Proapoptotic Effects of Tau Cleavage Product Generated by Caspase-3

• Main Authors: Chul-Woong Chung, Yu-Hyun Song, In-Ki Kim, Won-Joo Yoon, Bo-Rum Ryu, Dong-Gyu Jo, Ha-Na Woo, Yun-Kyong Kwon, Hyun-Hee Kim, Byoung-Joo Gwag, In-Hee Mook-Jung, Yong-Keun Jung
• Format: Article
• Language: English
• Published: Elsevier 2001-02-01
• Series: Neurobiology of Disease
• Online Access: http://www.sciencedirect.com/science/article/pii/S0969996100903358

Using an in vitro translation assay to screen a human brain cDNA library, we isolated the microtubule-associated protein Tau and determined it to be a caspase-3 substrate whose C-terminal cleavage occurred during neuronal apoptosis. ΔTau, the 50-kDa cleavage product, was detected by Western blot in apoptotic cortical cells probed with anti-PHF-1 and anti-Tau-5 antibodies, but not anti-T-46 antibody which recognizes the C-terminus.
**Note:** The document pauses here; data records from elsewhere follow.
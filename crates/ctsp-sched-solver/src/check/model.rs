// Copyright (c) 2025 Felix Kahle.
//
// Permission is hereby granted, free of charge, to any person obtaining
// a copy of this software and associated documentation files (the
// "Software"), to deal in the Software without restriction, including
// without limitation the rights to use, copy, modify, merge, publish,
// distribute, sublicense, and/or sell copies of the Software, and to
// permit persons to whom the Software is furnished to do so, subject to
// the following conditions:
//
// The above copyright notice and this permission notice shall be
// included in all copies or substantial portions of the Software.
//
// THE SOFTWARE IS PROVIDED "AS IS", WITHOUT WARRANTY OF ANY KIND,
// EXPRESS OR IMPLIED, INCLUDING BUT NOT LIMITED TO THE WARRANTIES OF
// MERCHANTABILITY, FITNESS FOR A PARTICULAR PURPOSE AND
// NONINFRINGEMENT. IN NO EVENT SHALL THE AUTHORS OR COPYRIGHT HOLDERS BE
// LIABLE FOR ANY CLAIM, DAMAGES OR OTHER LIABILITY, WHETHER IN AN ACTION
// OF CONTRACT, TORT OR OTHERWISE, ARISING FROM, OUT OF OR IN CONNECTION
// WITH THE SOFTWARE OR THE USE OR OTHER DEALINGS IN THE SOFTWARE.

//! Parametric feasibility LP over the Model-A structure.
//!
//! Stated as a primal over per-operation start times with one row per
//! arc; the checker solves the transposed (dual) model, whose variables
//! are the `α`/`β`/`γ` blocks and whose row duals are the start times.

use crate::lp::desc::{ModelDescription, ObjSense, RowSense};
use ctsp_sched_model::prelude::SyncModel;

/// Sync-arc resources at or above this threshold stand for "unbounded"
/// and contribute a zero right-hand side.
pub const INF_RESOURCE_THRESHOLD: f64 = 1e6;

/// Upper bound of the start-time variables.
pub const START_TIME_BOUND: f64 = 1e10;

/// Which variable blocks the LP carries.
///
/// `Full` keeps the route-duration block `β`; `LowerBound` drops it and
/// is the variant the scheduler uses to extract start times.
#[derive(Debug, Clone, Copy, PartialEq, Eq)]
pub enum Variant {
    Full,
    LowerBound,
}

/// The feasibility LP in primal form, plus the block layout.
#[derive(Debug, Clone)]
pub struct PrimalModel {
    desc: ModelDescription,
    variant: Variant,
    n_alpha: usize,
    n_beta: usize,
    n_gamma: usize,
}

impl PrimalModel {
    pub fn new(model: &SyncModel, variant: Variant) -> Self {
        let n_alpha = model.n_routing_arcs();
        let n_beta = match variant {
            Variant::Full => model.n_routing_arcs(),
            Variant::LowerBound => 0,
        };
        let n_gamma = model.n_sync_arcs();

        let mut desc = ModelDescription::new(
            match variant {
                Variant::Full => "ctsp_primal_model",
                Variant::LowerBound => "ctsp_lb_primal_model",
            },
            ObjSense::Maximize,
        );

        for op in model.operations() {
            desc.push_col(0.0, (0.0, START_TIME_BOUND), format!("Operation_{}", op.name()));
        }

        // Alpha block: arrival-time propagation along routing arcs.
        for (e, arc) in model.routing_arcs().iter().enumerate() {
            let t = model.routing_arc_times()[e];
            let row = desc.push_row(
                RowSense::LessEq,
                -t,
                format!("alpha{}", model.routing_arc_names()[e]),
            );
            desc.set_coef(row, arc.from, 1.0);
            desc.set_coef(row, arc.to, -1.0);
        }

        // Beta block: route-duration accounting, only in the full model.
        if n_beta > 0 {
            for (e, arc) in model.routing_arcs().iter().enumerate() {
                let t = model.routing_arc_times()[e];
                let row = desc.push_row(
                    RowSense::LessEq,
                    t,
                    format!("beta{}", model.routing_arc_names()[e]),
                );
                desc.set_coef(row, arc.from, -1.0);
                desc.set_coef(row, arc.to, 1.0);
            }
        }

        // Gamma block: synchronization coupling.
        for (a, arc) in model.sync_arcs().iter().enumerate() {
            let w = model.sync_arc_times()[a];
            let rhs = if w < INF_RESOURCE_THRESHOLD { w } else { 0.0 };
            let row = desc.push_row(
                RowSense::LessEq,
                rhs,
                format!("gamma{}", model.sync_arc_names()[a]),
            );
            desc.set_coef(row, arc.from, 1.0);
            desc.set_coef(row, arc.to, -1.0);
        }

        Self {
            desc,
            variant,
            n_alpha,
            n_beta,
            n_gamma,
        }
    }

    #[inline]
    pub fn description(&self) -> &ModelDescription {
        &self.desc
    }

    #[inline]
    pub fn variant(&self) -> Variant {
        self.variant
    }

    #[inline]
    pub fn n_alpha(&self) -> usize {
        self.n_alpha
    }

    #[inline]
    pub fn n_beta(&self) -> usize {
        self.n_beta
    }

    #[inline]
    pub fn n_gamma(&self) -> usize {
        self.n_gamma
    }

    #[inline]
    pub fn base_alpha(&self) -> usize {
        0
    }

    #[inline]
    pub fn base_beta(&self) -> usize {
        self.n_alpha
    }

    #[inline]
    pub fn base_gamma(&self) -> usize {
        self.n_alpha + self.n_beta
    }
}

#[cfg(test)]
mod tests {
    use super::*;
    use ctsp_sched_core::prelude::Matrix;
    use ctsp_sched_model::prelude::ProblemType;

    fn model() -> SyncModel {
        let demands = vec![vec![0, 0], vec![1, 1]];
        let mut distances = Matrix::new(2, 2, 10.0);
        distances.set(0, 0, 100_000_000.0);
        distances.set(1, 1, 100_000_000.0);
        SyncModel::from_parts(
            ProblemType::Ctsp1,
            "lp",
            2,
            1,
            &demands,
            50.0,
            &[20.0],
            &distances,
        )
    }

    #[test]
    fn lower_bound_variant_drops_beta() {
        let m = model();
        let lb = PrimalModel::new(&m, Variant::LowerBound);
        assert_eq!(lb.n_beta(), 0);
        assert_eq!(
            lb.description().n_rows(),
            m.n_routing_arcs() + m.n_sync_arcs()
        );
        assert_eq!(lb.description().n_cols(), m.n_operations());

        let full = PrimalModel::new(&m, Variant::Full);
        assert_eq!(full.n_beta(), m.n_routing_arcs());
        assert_eq!(
            full.description().n_rows(),
            2 * m.n_routing_arcs() + m.n_sync_arcs()
        );
    }

    #[test]
    fn alpha_rows_carry_negative_travel_times() {
        let m = model();
        let lb = PrimalModel::new(&m, Variant::LowerBound);
        let desc = lb.description();
        for (e, arc) in m.routing_arcs().iter().enumerate() {
            assert_eq!(desc.rhs()[e], -m.routing_arc_times()[e]);
            assert_eq!(desc.coef(e, arc.from), Some(1.0));
            assert_eq!(desc.coef(e, arc.to), Some(-1.0));
        }
    }

    #[test]
    fn gamma_rhs_clamps_unbounded_resources() {
        let demands = vec![vec![0, 0], vec![1, 1]];
        let mut distances = Matrix::new(2, 2, 10.0);
        distances.set(0, 0, 100_000_000.0);
        distances.set(1, 1, 100_000_000.0);
        let m = SyncModel::from_parts(
            ProblemType::Ctsp2,
            "lp",
            2,
            1,
            &demands,
            999_999_999.0,
            &[20.0],
            &distances,
        );
        let lb = PrimalModel::new(&m, Variant::LowerBound);
        let desc = lb.description();

        // Depot sync arcs carry the disabled max-distance: rhs drops to 0.
        let a = m.sync_map().get(m.n_depots(), 0).unwrap();
        assert_eq!(desc.rhs()[lb.base_gamma() + a], 0.0);
    }

    #[test]
    fn dual_has_unit_boxed_arc_columns() {
        let m = model();
        let lb = PrimalModel::new(&m, Variant::LowerBound);
        let dual = lb.description().dual().unwrap();
        assert_eq!(dual.n_cols(), m.n_routing_arcs() + m.n_sync_arcs());
        assert_eq!(dual.n_rows(), m.n_operations());
        assert_eq!(dual.obj_sense(), ObjSense::Minimize);
        for &b in dual.bounds() {
            assert_eq!(b, (0.0, 1.0));
        }
    }
}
Overexpression of ΔTau in SK-N-BE2(C) cells significantly increased the incidence of cell death. Staurosporine-induced Tau cleavage was blocked by 20 μM z-Asp-Glu-Val-Asp-chloromethylketone, a caspase-3 inhibitor, and in vitro, Tau was selectively cleaved by caspase-3 or calpain, a calcium-activated protease, but not by caspases-1, -8, or -9. (D421E)-Tau, a mutant in which Asp421 was replaced with a Glu, was resistant to cleavage by caspase-3 and tended to suppress staurosporine-induced cell death more efficiently than did wild-type Tau in both transient and stable expression systems. Finally, the incidence of ΔTau-induced cell death was augmented by expression of Aβ precursor protein (APP) or Swedish APP mutant. Taken together, these results suggest that the caspase-3 cleavage product of Tau may contribute to the progression of neuronal cell death in Alzheimer's disease.